The price of a Cuba Libre depends on which kind you’re referring to.  The kind containing rum and coke costs roughly one pesos, the kind containing basic human rights; (life liberty, the pursuit of happiness and all that stuff), well that will cost a little bit more, but just how much more, remains to be seen.

In Havana the air is thick, – with history, with life, with passion, and always with music, but it is also a place that has stood still.  The dust from the revolution has long since settled and the national newspaper marks the time accordingly; “Year 54 of the revolution.” Houses haven’t been painted since that year, and cars haven’t changed either. You wouldn’t have to use much of your imagination to picture what life in Havana in the 1950`s must have looked like.

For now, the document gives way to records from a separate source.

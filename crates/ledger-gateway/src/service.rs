//! Gateway process entry point: binds an HTTP listener and serves
//! [`crate::router::build_router`].

use crate::adapters::RemoteStateStore;
use crate::domain::GatewayConfig;
use crate::router::{build_router, AppState};

/// Run the gateway until the process is killed.
///
/// # Errors
/// Returns an error if the configured address can't be bound, or if the
/// configured remote state store can't be constructed.
pub async fn run(config: GatewayConfig) -> std::io::Result<()> {
    let addr = config.addr();
    let state = match &config.remote_store_url {
        Some(url) => {
            tracing::info!(%url, "backing ledger with remote state store");
            let store = RemoteStateStore::new(url.clone())
                .map_err(|err| std::io::Error::other(err.to_string()))?;
            AppState::with_store(std::sync::Arc::new(store))
        }
        None => AppState::new(),
    };
    let router = build_router(state);

    tracing::info!(%addr, "starting ledger gateway");
    let listener = tokio::net::TcpListener::bind(addr).await?;
    axum::serve(listener, router).await
}
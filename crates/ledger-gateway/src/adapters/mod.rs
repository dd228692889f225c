//! Gateway-side [`ledger_core::ports::outbound::StateStore`] adapters
//! beyond the in-memory one `ledger-core` ships for tests.

pub mod remote_store;

pub use remote_store::RemoteStateStore;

The only major difference between then and now is the ubiquitous Christ-like icon of Che Guevara that is now etched onto almost every conceivable public surface, (from walls in kindergartens to banners in soccer stadiums).

Cristina, my vivacious Cuban tour guide tells me that every year Cubans gather to remember the fallen comrades of the revolution. She tells me stories of Fidel chasing hurricanes to protect the people of small villages who were  in the direct line of the storm.

I begin to think that perhaps I should take the things that she says with a grain of salt.

She goes on to tell me how proud she is of Raul`s wife, who leads the Cuban federation of women, fighting for the rights of women.

She professes that she loves Fidel and that she knows that he loves his people. She is confident about the direction that Raul is taking the country and even though he is not as charismatic as his older brother, she thinks that he is also probably more willing to entertain divergent viewpoints.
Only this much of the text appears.